For objective functions with continuous second derivatives (which would
include feedforward nets with the most popular differentiable activation
functions and error functions), three general types of algorithms have been
found to be effective for most practical purposes: 

 o For a small number of weights, stabilized Newton and Gauss-Newton
   algorithms, including various Levenberg-Marquardt and trust-region
   algorithms, are efficient. The memory required by these algorithms is
   proportional to the square of the number of weights. 
 o For a moderate number of weights, various quasi-Newton algorithms are
   efficient. The memory required by these algorithms is proportional to the
   square of the number of weights. 
 o For a large number of weights, various conjugate-gradient algorithms are
   efficient. The memory required by these algorithms is proportional to the
   number of weights. 

Additional variations on the above methods, such as limited-memory
quasi-Newton and double dogleg, can be found in textbooks such as Bertsekas
(1995). Objective functions that are not continuously differentiable are
more difficult to optimize. For continuous objective functions that lack
derivatives on certain manifolds, such as ramp activation functions (which
lack derivatives at the top and bottom of the ramp) and the
least-absolute-value error function (which lacks derivatives for cases with
zero error), subgradient methods can be used. For objective functions with
discontinuities, such as threshold activation functions and the
misclassification-count error function, Nelder-Mead simplex algorithm and
various secant methods can be used. However, these methods may be very slow
for large networks, and it is better to use continuously differentiable
objective functions when possible. 

All of the above methods find local optima--they are not guaranteed to find
a global optimum. In practice, Levenberg-Marquardt often finds better optima
for a variety of problems than do the other usual methods. I know of no
theoretical explanation for this empirical finding. 

For global optimization, there are also a variety of approaches. You can
simply run any of the local optimization methods from numerous random
starting points. Or you can try more complicated methods designed for global
optimization such as simulated annealing or genetic algorithms (see Reeves
1993 and "What about Genetic Algorithms and Evolutionary Computation?").
Global optimization for neural nets is especially difficult because the
number of distinct local optima can be astronomical. 

In most applications, it is advisable to train several networks with
different numbers of hidden units.
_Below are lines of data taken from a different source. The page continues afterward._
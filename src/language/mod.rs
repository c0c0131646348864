pub mod ast;
pub mod collections;
pub mod context;
pub mod emit;
pub mod errors;
pub mod expression;
pub mod lexer;
pub mod parser;
pub mod scope;
pub mod source;
pub mod token;
pub mod tuple;
pub mod types;

use context::CompilationContext;
use errors::CompileResult;

/// Unformatted Go output plus the context accumulated while producing it.
#[derive(Clone, Debug)]
pub struct Transpiled {
    pub code: String,
    pub context: CompilationContext,
}

/// Parses, checks and renders comment-free Stella source.
#[tracing::instrument(level = "debug", skip_all, fields(lines = source.lines().count()))]
pub fn transpile(source: &str) -> CompileResult<Transpiled> {
    let program = parser::parse(source)?;
    let code = emit::emit_program(&program);
    tracing::debug!(
        imports = program.context.imports().len(),
        tuples = program.context.tuple_arities().len(),
        bytes = code.len(),
        "transpiled"
    );
    Ok(Transpiled {
        code,
        context: program.context,
    })
}
mod control;
mod declarations;
mod function;
mod macros;

use crate::language::{
    ast::{Jump, Program},
    context::CompilationContext,
    errors::{CompileError, CompileResult, ErrorKind},
    scope::{Scope, ScopeKind},
    source::{find_assignment, find_scope_end, starts_with_keyword},
    token::identifier,
};
use nom::{character::complete::char, sequence::tuple};

/// Which statement parser handles a source line.
#[derive(Clone, Copy, Debug, PartialEq, Eq)]
pub enum ItemKind {
    Blank,
    Function,
    Declaration,
    Assignment,
    Selection,
    Else,
    Loop,
    Jump(Jump),
    Macro,
    Closer,
    Return,
}

pub fn classify_line(text: &str) -> ItemKind {
    let text = text.trim();
    if text.is_empty() {
        ItemKind::Blank
    } else if starts_with_keyword(text, "function") {
        ItemKind::Function
    } else if starts_with_keyword(text, "let") {
        ItemKind::Declaration
    } else if starts_with_keyword(text, "if") {
        ItemKind::Selection
    } else if starts_with_keyword(text, "else") {
        ItemKind::Else
    } else if starts_with_keyword(text, "loop") {
        ItemKind::Loop
    } else if starts_with_keyword(text, "break") {
        ItemKind::Jump(Jump::Break)
    } else if starts_with_keyword(text, "continue") {
        ItemKind::Jump(Jump::Continue)
    } else if text.starts_with('}') {
        ItemKind::Closer
    } else if tuple((identifier, char::<_, nom::error::Error<&str>>('!'), char('(')))(text).is_ok() {
        ItemKind::Macro
    } else if find_assignment(text).is_some() {
        ItemKind::Assignment
    } else {
        ItemKind::Return
    }
}

/// Parses a comment-free source file into its scope tree.
pub fn parse(source: &str) -> CompileResult<Program> {
    let lines = source.lines().map(str::to_string).collect();
    ScopeBuilder::new(lines).build()
}

/// Walks source lines top-down, dispatching each to its statement parser
/// and descending into nested blocks.
pub struct ScopeBuilder {
    lines: Vec<String>,
    context: CompilationContext,
}

impl ScopeBuilder {
    pub fn new(lines: Vec<String>) -> Self {
        Self {
            lines,
            context: CompilationContext::default(),
        }
    }

    pub fn build(mut self) -> CompileResult<Program> {
        let mut global = Scope::global();
        self.parse_lines(&mut global, 0, self.lines.len())?;
        if global.tables.function("main").is_none() {
            return Err(CompileError::new(
                ErrorKind::MissingMain,
                self.lines.len().max(1),
                "cannot transpile a file with no `main` function",
            )
            .with_help("add `function main() -> IO = {`"));
        }
        tracing::debug!(
            items = global.statements.len(),
            tuples = self.context.tuple_arities().len(),
            "parsed program"
        );
        Ok(Program {
            scope: global,
            context: self.context,
        })
    }

    /// Parses lines `start..end` into `scope`.
    fn parse_lines(&mut self, scope: &mut Scope, start: usize, end: usize) -> CompileResult<()> {
        let mut idx = start;
        while idx < end {
            let line = idx + 1;
            let text = self.lines[idx].trim().to_string();
            let kind = classify_line(&text);
            if scope.kind == ScopeKind::Global
                && !matches!(kind, ItemKind::Blank | ItemKind::Function | ItemKind::Closer)
            {
                return Err(CompileError::new(
                    ErrorKind::DisallowedTopLevel,
                    line,
                    format!("`{text}` is not allowed at file scope; only functions may be declared here"),
                ));
            }
            if scope.kind != ScopeKind::Global && kind == ItemKind::Function {
                return Err(CompileError::new(
                    ErrorKind::NestedFunction,
                    line,
                    "functions may only be declared at file scope",
                )
                .with_help("move this function out of the enclosing block"));
            }
            idx = match kind {
                ItemKind::Blank => idx + 1,
                ItemKind::Function => self.function(scope, idx)?,
                ItemKind::Selection => self.selection(scope, idx)?,
                ItemKind::Loop => self.loop_block(scope, idx)?,
                ItemKind::Jump(jump) => {
                    self.jump(scope, &text, jump, line)?;
                    idx + 1
                }
                ItemKind::Declaration => {
                    self.declaration(scope, &text, line)?;
                    idx + 1
                }
                ItemKind::Assignment => {
                    self.assignment(scope, &text, line)?;
                    idx + 1
                }
                ItemKind::Macro => {
                    self.macro_call(scope, &text, line)?;
                    idx + 1
                }
                ItemKind::Return => {
                    self.return_value(scope, &text, line)?;
                    self.ensure_nothing_follows(idx + 1, end)?;
                    end
                }
                ItemKind::Else => {
                    return Err(CompileError::new(
                        ErrorKind::MisplacedElse,
                        line,
                        "`else` must open on the same line that closes the previous block",
                    )
                    .with_help("write `} else {`"))
                }
                ItemKind::Closer => {
                    return Err(CompileError::new(
                        ErrorKind::UnexpectedToken,
                        line,
                        "`}` does not close any open block",
                    ))
                }
            };
        }
        Ok(())
    }

    /// Parses the block whose header sits on `open` into `body`, returning the
    /// filled scope and the index of its closing line.
    fn block(&mut self, mut body: Scope, open: usize) -> CompileResult<(Scope, usize)> {
        let close = find_scope_end(&self.lines, open).ok_or_else(|| {
            CompileError::new(
                ErrorKind::UnclosedScope,
                open + 1,
                "block is never closed with `}`",
            )
        })?;
        if !self.lines[close].trim_start().starts_with('}') {
            return Err(CompileError::new(
                ErrorKind::UnexpectedToken,
                close + 1,
                "a closing `}` must start its line",
            ));
        }
        self.parse_lines(&mut body, open + 1, close)?;
        tracing::trace!(
            kind = ?body.kind,
            depth = body.depth(),
            open = open + 1,
            close = close + 1,
            "block parsed"
        );
        Ok((body, close))
    }

    /// Text after the `}` on a closing line.
    fn after_closer(&self, close: usize) -> String {
        self.lines[close].trim()[1..].trim().to_string()
    }

    fn expect_plain_close(&self, close: usize) -> CompileResult<()> {
        let rest = self.after_closer(close);
        if rest.is_empty() {
            return Ok(());
        }
        let line = close + 1;
        if starts_with_keyword(&rest, "else") {
            return Err(CompileError::new(
                ErrorKind::MisplacedElse,
                line,
                "`else` can only follow the block of an `if`",
            ));
        }
        Err(CompileError::new(
            ErrorKind::UnexpectedToken,
            line,
            format!("unexpected `{rest}` after `}}`"),
        ))
    }

    fn ensure_nothing_follows(&self, from: usize, end: usize) -> CompileResult<()> {
        match (from..end).find(|idx| !self.lines[*idx].trim().is_empty()) {
            Some(idx) => Err(CompileError::new(
                ErrorKind::DeadCode,
                idx + 1,
                "unreachable code after the function's return expression",
            )),
            None => Ok(()),
        }
    }
}
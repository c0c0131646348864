use crate::language::{
    ast::Statement,
    errors::{CompileError, CompileResult, ErrorKind},
    types::{ArrayType, Mutability, Primitive, TuplePattern, TypeAnnotation},
};

#[derive(Clone, Copy, Debug, PartialEq, Eq)]
pub enum ScopeKind {
    Global,
    Function,
    Selection,
    Loop,
}

#[derive(Clone, Debug, PartialEq)]
pub struct Variable {
    pub name: String,
    pub ty: Primitive,
    pub mutability: Mutability,
}

#[derive(Clone, Debug, PartialEq)]
pub struct Array {
    pub name: String,
    pub ty: ArrayType,
    pub mutability: Mutability,
}

#[derive(Clone, Debug, PartialEq)]
pub struct Tuple {
    pub name: String,
    pub pattern: TuplePattern,
    pub mutability: Mutability,
}

#[derive(Clone, Copy, Debug, PartialEq, Eq)]
pub enum ParamKind {
    Variable,
    Array,
    Tuple,
}

#[derive(Clone, Debug, PartialEq)]
pub struct Parameter {
    pub name: String,
    pub ty: TypeAnnotation,
}

impl Parameter {
    pub fn kind(&self) -> ParamKind {
        match self.ty {
            TypeAnnotation::Primitive(_) => ParamKind::Variable,
            TypeAnnotation::Array(_) => ParamKind::Array,
            TypeAnnotation::Tuple(_) => ParamKind::Tuple,
        }
    }

    /// Parameters bind like immutable declarations inside the body.
    pub fn descriptor(&self) -> Descriptor {
        let name = self.name.clone();
        let mutability = Mutability::Immutable;
        match &self.ty {
            TypeAnnotation::Primitive(ty) => Descriptor::Variable(Variable {
                name,
                ty: *ty,
                mutability,
            }),
            TypeAnnotation::Array(ty) => Descriptor::Array(Array {
                name,
                ty: ty.clone(),
                mutability,
            }),
            TypeAnnotation::Tuple(pattern) => Descriptor::Tuple(Tuple {
                name,
                pattern: pattern.clone(),
                mutability,
            }),
        }
    }
}

#[derive(Clone, Debug, PartialEq)]
pub struct Function {
    pub name: String,
    pub params: Vec<Parameter>,
    pub returns: TypeAnnotation,
}

#[derive(Clone, Debug, PartialEq)]
pub enum Descriptor {
    Variable(Variable),
    Array(Array),
    Tuple(Tuple),
    Function(Function),
}

impl Descriptor {
    pub fn name(&self) -> &str {
        match self {
            Descriptor::Variable(v) => &v.name,
            Descriptor::Array(a) => &a.name,
            Descriptor::Tuple(t) => &t.name,
            Descriptor::Function(f) => &f.name,
        }
    }

    pub fn describe(&self) -> &'static str {
        match self {
            Descriptor::Variable(_) => "variable",
            Descriptor::Array(_) => "array",
            Descriptor::Tuple(_) => "tuple",
            Descriptor::Function(_) => "function",
        }
    }
}

/// The four name tables of one scope. Backed by persistent maps, so copying
/// them into a child scope shares structure instead of duplicating entries.
#[derive(Clone, Debug, Default)]
pub struct SymbolTables {
    variables: im::HashMap<String, Variable>,
    arrays: im::HashMap<String, Array>,
    tuples: im::HashMap<String, Tuple>,
    functions: im::HashMap<String, Function>,
}

impl SymbolTables {
    pub fn declare(&mut self, descriptor: Descriptor, line: usize) -> CompileResult<()> {
        self.ensure_free(descriptor.name(), line)?;
        tracing::trace!(name = descriptor.name(), kind = descriptor.describe(), line, "declare");
        match descriptor {
            Descriptor::Variable(v) => {
                self.variables.insert(v.name.clone(), v);
            }
            Descriptor::Array(a) => {
                self.arrays.insert(a.name.clone(), a);
            }
            Descriptor::Tuple(t) => {
                self.tuples.insert(t.name.clone(), t);
            }
            Descriptor::Function(f) => {
                self.functions.insert(f.name.clone(), f);
            }
        }
        Ok(())
    }

    pub fn ensure_free(&self, name: &str, line: usize) -> CompileResult<()> {
        match self.lookup(name) {
            Some(existing) => Err(CompileError::new(
                ErrorKind::AlreadyDeclared,
                line,
                format!("`{name}` is already declared as a {}", existing.describe()),
            )),
            None => Ok(()),
        }
    }

    pub fn lookup(&self, name: &str) -> Option<Descriptor> {
        if let Some(v) = self.variables.get(name) {
            return Some(Descriptor::Variable(v.clone()));
        }
        if let Some(a) = self.arrays.get(name) {
            return Some(Descriptor::Array(a.clone()));
        }
        if let Some(t) = self.tuples.get(name) {
            return Some(Descriptor::Tuple(t.clone()));
        }
        self.functions
            .get(name)
            .map(|f| Descriptor::Function(f.clone()))
    }

    pub fn resolve(&self, name: &str, line: usize) -> CompileResult<Descriptor> {
        self.lookup(name).ok_or_else(|| {
            CompileError::new(
                ErrorKind::NotFound,
                line,
                format!("`{name}` is not declared in this scope"),
            )
        })
    }

    pub fn array(&self, name: &str) -> Option<&Array> {
        self.arrays.get(name)
    }

    pub fn function(&self, name: &str) -> Option<&Function> {
        self.functions.get(name)
    }
}

/// One lexical scope and the statements parsed into it.
#[derive(Clone, Debug)]
pub struct Scope {
    pub kind: ScopeKind,
    pub tables: SymbolTables,
    pub statements: Vec<Statement>,
    /// Return domain of the function whose body this is.
    pub returns: Option<TypeAnnotation>,
    /// Kinds of the enclosing scopes, outermost first. Only used for
    /// context checks like "is this `break` inside a loop".
    enclosing: Vec<ScopeKind>,
}

impl Scope {
    pub fn global() -> Self {
        Self {
            kind: ScopeKind::Global,
            tables: SymbolTables::default(),
            statements: Vec::new(),
            returns: None,
            enclosing: Vec::new(),
        }
    }

    pub fn enter_child(&self, kind: ScopeKind) -> Scope {
        let mut enclosing = self.enclosing.clone();
        enclosing.push(self.kind);
        Scope {
            kind,
            tables: self.tables.clone(),
            statements: Vec::new(),
            returns: None,
            enclosing,
        }
    }

    pub fn depth(&self) -> usize {
        self.enclosing.len()
    }

    /// Walks outward until a function boundary looking for a loop.
    pub fn inside_loop(&self) -> bool {
        for kind in std::iter::once(&self.kind).chain(self.enclosing.iter().rev()) {
            match kind {
                ScopeKind::Loop => return true,
                ScopeKind::Function | ScopeKind::Global => return false,
                ScopeKind::Selection => {}
            }
        }
        false
    }

    pub fn push(&mut self, statement: Statement) {
        self.statements.push(statement);
    }
}

#[cfg(test)]
mod tests {
    use super::*;

    fn int(name: &str, mutability: Mutability) -> Descriptor {
        Descriptor::Variable(Variable {
            name: name.into(),
            ty: Primitive::Int,
            mutability,
        })
    }

    #[test]
    fn names_are_unique_across_tables() {
        let mut tables = SymbolTables::default();
        tables
            .declare(
                Descriptor::Array(Array {
                    name: "data".into(),
                    ty: ArrayType::new(Primitive::Int, vec![2]),
                    mutability: Mutability::Immutable,
                }),
                1,
            )
            .unwrap();
        let err = tables.declare(int("data", Mutability::Mutable), 2).unwrap_err();
        assert_eq!(err.kind, ErrorKind::AlreadyDeclared);
        assert_eq!(err.line, 2);
    }

    #[test]
    fn child_tables_are_independent_copies() {
        let mut parent = Scope::global().enter_child(ScopeKind::Function);
        parent.tables.declare(int("outer", Mutability::Mutable), 1).unwrap();

        let mut child = parent.enter_child(ScopeKind::Selection);
        child.tables.declare(int("inner", Mutability::Immutable), 2).unwrap();
        parent.tables.declare(int("later", Mutability::Immutable), 3).unwrap();

        assert!(child.tables.lookup("outer").is_some());
        assert!(child.tables.lookup("later").is_none());
        assert!(parent.tables.lookup("inner").is_none());
        assert_eq!(
            parent.tables.resolve("inner", 4).unwrap_err().kind,
            ErrorKind::NotFound
        );
    }

    #[test]
    fn loop_context_stops_at_function_boundary() {
        let function = Scope::global().enter_child(ScopeKind::Function);
        let looped = function.enter_child(ScopeKind::Loop);
        let branch = looped.enter_child(ScopeKind::Selection);
        assert!(branch.inside_loop());
        assert!(!function.enter_child(ScopeKind::Selection).inside_loop());
        assert_eq!(branch.depth(), 3);
    }

    #[test]
    fn parameters_bind_immutably_by_kind() {
        let param = Parameter {
            name: "pair".into(),
            ty: TypeAnnotation::Tuple(TuplePattern::new(vec![Primitive::Int, Primitive::Bool])),
        };
        assert_eq!(param.kind(), ParamKind::Tuple);
        match param.descriptor() {
            Descriptor::Tuple(t) => assert!(!t.mutability.is_mutable()),
            other => panic!("unexpected descriptor {other:?}"),
        }
    }
}
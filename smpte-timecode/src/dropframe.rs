//! Drop-frame label compensation for 29.97 and 59.94 fps.
//!
//! Drop-frame timecode keeps its labels in step with wall-clock time by
//! skipping label numbers at specific intervals:
//! - Skip labels 0 and 1 (0-3 at 59.94) at the start of each minute
//! - Except for minutes 0, 10, 20, 30, 40, 50
//!
//! No frames are discarded. Only the label assigned to a frame changes, so
//! a true frame number maps to a "display" label index that counts in
//! nominal frames per second, and back.

use crate::rate::Rate;
#[cfg(feature = "serde")]
use serde::{Deserialize, Serialize};

/// Drop-frame parameters of a rate.
#[derive(Debug, Clone, Copy, PartialEq, Eq)]
#[cfg_attr(feature = "serde", derive(Serialize, Deserialize))]
pub struct DropFrameConfig {
    /// Labels dropped per minute (except every 10th minute)
    pub drop_frames: u32,
    /// Nominal labels per second
    pub nominal_fps: u32,
    /// Actual frames per 10 minutes
    pub frames_per_10min: u64,
}

impl DropFrameConfig {
    /// Get the configuration for a rate, if it skips labels.
    #[must_use]
    pub fn for_rate(rate: &Rate) -> Option<Self> {
        if !rate.is_drop() || rate.drop_frames() == 0 || rate.frames_per_10min() < 10 {
            return None;
        }
        Some(Self {
            drop_frames: rate.drop_frames(),
            nominal_fps: rate.fps(),
            frames_per_10min: rate.frames_per_10min(),
        })
    }

    /// Actual frames in a minute that drops labels.
    #[must_use]
    pub fn frames_per_minute(&self) -> u64 {
        self.frames_per_10min / 10
    }
}

/// Convert a true frame number to the label index shown for it.
///
/// Non-drop rates show the frame number unchanged.
#[must_use]
pub fn display_frame(frame: u64, rate: &Rate) -> u64 {
    let Some(config) = DropFrameConfig::for_rate(rate) else {
        return frame;
    };

    let f = frame as i64;
    let k = config.drop_frames as i64;
    let d = f / config.frames_per_10min as i64;
    let m = f % config.frames_per_10min as i64;
    // the first minute of every 10 minute block keeps all labels
    (f + 9 * k * d + k * ((m - k) / config.frames_per_minute() as i64)) as u64
}

/// Convert a label index back to the true frame number.
///
/// `label` counts nominal frames, e.g. `h*3600*fps + m*60*fps + s*fps + f`.
/// Labels that the scheme never emits resolve to an earlier frame.
#[must_use]
pub fn true_frame(label: u64, rate: &Rate) -> u64 {
    let Some(config) = DropFrameConfig::for_rate(rate) else {
        return label;
    };

    let minutes = label / (config.nominal_fps as u64 * 60);
    let dropped = config.drop_frames as u64 * (minutes - minutes / 10);
    label.saturating_sub(dropped)
}

/// Check if a label is one the drop-frame scheme skips.
#[must_use]
pub fn is_dropped_label(minutes: u32, seconds: u32, frames: u32, rate: &Rate) -> bool {
    match DropFrameConfig::for_rate(rate) {
        Some(config) => seconds == 0 && minutes % 10 != 0 && frames < config.drop_frames,
        None => false,
    }
}
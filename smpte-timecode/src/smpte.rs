//! SMPTE ST 12-1 binary coded decimal timecode words.
//!
//! The 32-bit word carries one BCD digit pair per field:
//!
//! | Bits  | Field                              |
//! |-------|------------------------------------|
//! | 0-3   | Frame units                        |
//! | 4-5   | Frame tens                         |
//! | 6     | Drop-frame flag                    |
//! | 8-11  | Seconds units                      |
//! | 12-14 | Seconds tens                       |
//! | 16-19 | Minutes units                      |
//! | 20-22 | Minutes tens                       |
//! | 24-27 | Hours units                        |
//! | 28-29 | Hours tens                         |
//!
//! User bits travel next to the word and are not interpreted.

use crate::rate::{Rate, NANOS_PER_SECOND};
use crate::timecode::Timecode;
#[cfg(feature = "serde")]
use serde::{Deserialize, Serialize};
use std::fmt;

/// Drop-frame flag in the timecode word.
pub const DROP_FRAME_BIT: u32 = 0x40;

/// A packed SMPTE timecode word plus its user bits.
#[derive(Debug, Clone, Copy, PartialEq, Eq, Hash, Default)]
#[cfg_attr(feature = "serde", derive(Serialize, Deserialize))]
pub struct SmpteTimecode {
    /// BCD timecode word.
    pub word: u32,
    /// User bits, 8 nibbles.
    pub user_bits: u32,
}

#[inline]
fn bcd(word: u32, shift: u32, tens_mask: u32) -> u32 {
    (word >> (shift + 4) & tens_mask) * 10 + (word >> shift & 0x0F)
}

#[inline]
fn to_bcd(value: u64, shift: u32, tens_mask: u64) -> u32 {
    (((value / 10 & tens_mask) << 4 | value % 10) as u32) << shift
}

impl SmpteTimecode {
    /// Wrap a timecode word and its user bits.
    #[must_use]
    pub fn new(word: u32, user_bits: u32) -> Self {
        Self { word, user_bits }
    }

    /// Pack the display label of `tc` into a word with empty user bits.
    ///
    /// Drop-frame rates set [`DROP_FRAME_BIT`].
    #[must_use]
    pub fn from_timecode(tc: &Timecode) -> Self {
        let (hh, mm, ss, ff) = tc.label_fields();
        let mut word = to_bcd(hh, 24, 0x03)
            | to_bcd(mm, 16, 0x07)
            | to_bcd(ss, 8, 0x07)
            | to_bcd(ff, 0, 0x03);
        if tc.rate().is_drop() {
            word |= DROP_FRAME_BIT;
        }
        Self { word, user_bits: 0 }
    }

    /// Unpack into a timecode without a rate.
    ///
    /// Like a parsed timecode without a rate suffix, the frame number is
    /// held as nanoseconds until [`Timecode::set_rate`] is called.
    #[must_use]
    pub fn to_timecode(&self) -> Timecode {
        let seconds =
            u64::from(self.hours()) * 3600 + u64::from(self.minutes()) * 60 + u64::from(self.seconds());
        let nanos = seconds * NANOS_PER_SECOND as u64 + u64::from(self.frames());
        let rate = if self.is_drop_frame() {
            Rate::IDENTITY_DF
        } else {
            Rate::IDENTITY
        };
        Timecode::new(std::time::Duration::from_nanos(nanos), rate)
    }

    /// Hours field.
    #[must_use]
    pub fn hours(&self) -> u32 {
        bcd(self.word, 24, 0x03)
    }

    /// Minutes field.
    #[must_use]
    pub fn minutes(&self) -> u32 {
        bcd(self.word, 16, 0x07)
    }

    /// Seconds field.
    #[must_use]
    pub fn seconds(&self) -> u32 {
        bcd(self.word, 8, 0x07)
    }

    /// Frames field.
    #[must_use]
    pub fn frames(&self) -> u32 {
        bcd(self.word, 0, 0x03)
    }

    /// Whether the drop-frame flag is set.
    #[must_use]
    pub fn is_drop_frame(&self) -> bool {
        self.word & DROP_FRAME_BIT != 0
    }
}

impl fmt::Display for SmpteTimecode {
    fn fmt(&self, f: &mut fmt::Formatter<'_>) -> fmt::Result {
        let separator = if self.is_drop_frame() { ';' } else { ':' };
        write!(
            f,
            "{:02}:{:02}:{:02}{}{:02}",
            self.hours(),
            self.minutes(),
            self.seconds(),
            separator,
            self.frames()
        )
    }
}

#[cfg(test)]
mod tests {
    use super::*;
    use pretty_assertions::assert_eq;

    #[test]
    fn test_smpte_fields() {
        let smpte = SmpteTimecode::new(0x1234_5618, 0xDEAD_BEEF);
        assert_eq!(smpte.hours(), 12);
        assert_eq!(smpte.minutes(), 34);
        assert_eq!(smpte.seconds(), 56);
        assert_eq!(smpte.frames(), 18);
        assert!(!smpte.is_drop_frame());
        assert_eq!(smpte.to_string(), "12:34:56:18");
    }

    #[test]
    fn test_smpte_drop_flag() {
        let smpte = SmpteTimecode::new(0x0001_0002 | DROP_FRAME_BIT, 0);
        assert!(smpte.is_drop_frame());
        assert_eq!(smpte.frames(), 2);
        assert_eq!(smpte.to_string(), "00:01:00;02");
    }

    #[test]
    fn test_from_timecode() {
        let tc = Timecode::parse("01:02:03:04@25").unwrap();
        let smpte = SmpteTimecode::from_timecode(&tc);
        assert_eq!(smpte.word, 0x0102_0304);
        assert_eq!(smpte.user_bits, 0);

        let tc = Timecode::new(Rate::RATE_30DF.duration(1800), Rate::RATE_30DF);
        let smpte = SmpteTimecode::from_timecode(&tc);
        assert_eq!(smpte.word, 0x0001_0002 | DROP_FRAME_BIT);
    }

    #[test]
    fn test_to_timecode_has_no_rate() {
        let tc = SmpteTimecode::new(0x0102_0304, 0).to_timecode();
        assert!(tc.rate().is_zero());
        assert!(!tc.rate().is_drop());
        assert_eq!(tc.to_string(), "01:02:03:04");

        let tc = tc.with_rate(Rate::RATE_25);
        assert_eq!(tc.frame(), 3723 * 25 + 4);
    }

    #[test]
    fn test_tens_are_masked() {
        // stray bits above each tens field do not leak into the value
        let smpte = SmpteTimecode::new(0xFFFF_FFFF, 0);
        assert_eq!(smpte.hours(), 3 * 10 + 15);
        assert_eq!(smpte.minutes(), 7 * 10 + 15);
        assert_eq!(smpte.frames(), 3 * 10 + 15);
    }

    #[cfg(feature = "serde")]
    #[test]
    fn test_smpte_serialization() {
        let smpte = SmpteTimecode::new(0x0102_0304, 7);
        let json = serde_json::to_string(&smpte).unwrap();
        let decoded: SmpteTimecode = serde_json::from_str(&json).unwrap();
        assert_eq!(smpte, decoded);
    }
}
Rather than train each network beginning
with completely random weights, it is usually more efficient to use
constructive learning (see "Constructive Learning (Growing networks)"),
where the weights that result from training smaller networks are used to
initialize larger networks. Constructive learning can be done with any of
the conventional optimization techniques or with the various "prop" methods,
and can be very effective at finding good local optima at less expense than
full-blown global optimization methods. 

Another important consideration in the choice of optimization algorithms is
that neural nets are often ill-conditioned (Saarinen, Bramley, and Cybenko
1993), especially when there are many hidden units. Algorithms that use only
first-order information, such as steepest descent and standard backprop, are
notoriously slow for ill-conditioned problems. Generally speaking, the more
use an algorithm makes of second-order information, the better it will
behave under ill-conditioning. The following methods are listed in order of
increasing use of second-order information: steepest descent, conjugate
gradients, quasi-Newton, Gauss-Newton, Newton-Raphson. Unfortunately, the
methods that are better for severe ill-conditioning are the methods that are
preferable for a small number of weights, and the methods that are
preferable for a large number of weights are not as good at handling severe
ill-conditioning. Therefore for networks with many hidden units, it is
advisable to try to alleviate ill-conditioning by standardizing input and
target variables, choosing initial values from a reasonable range, and using
weight decay or Bayesian regularization methods. For more discussion of
ill-conditioning in neural nets, see 

Writing programs for conventional optimization algorithms is considerably
more difficult than writing programs for standard backprop. As "Jive Dadson"
said in 

   Writing a good conjugate gradient algorithm turned out to be a lot of
   work. It's not even easy to find all the technical info you need. The
   devil is in the details. There are a lot of details. 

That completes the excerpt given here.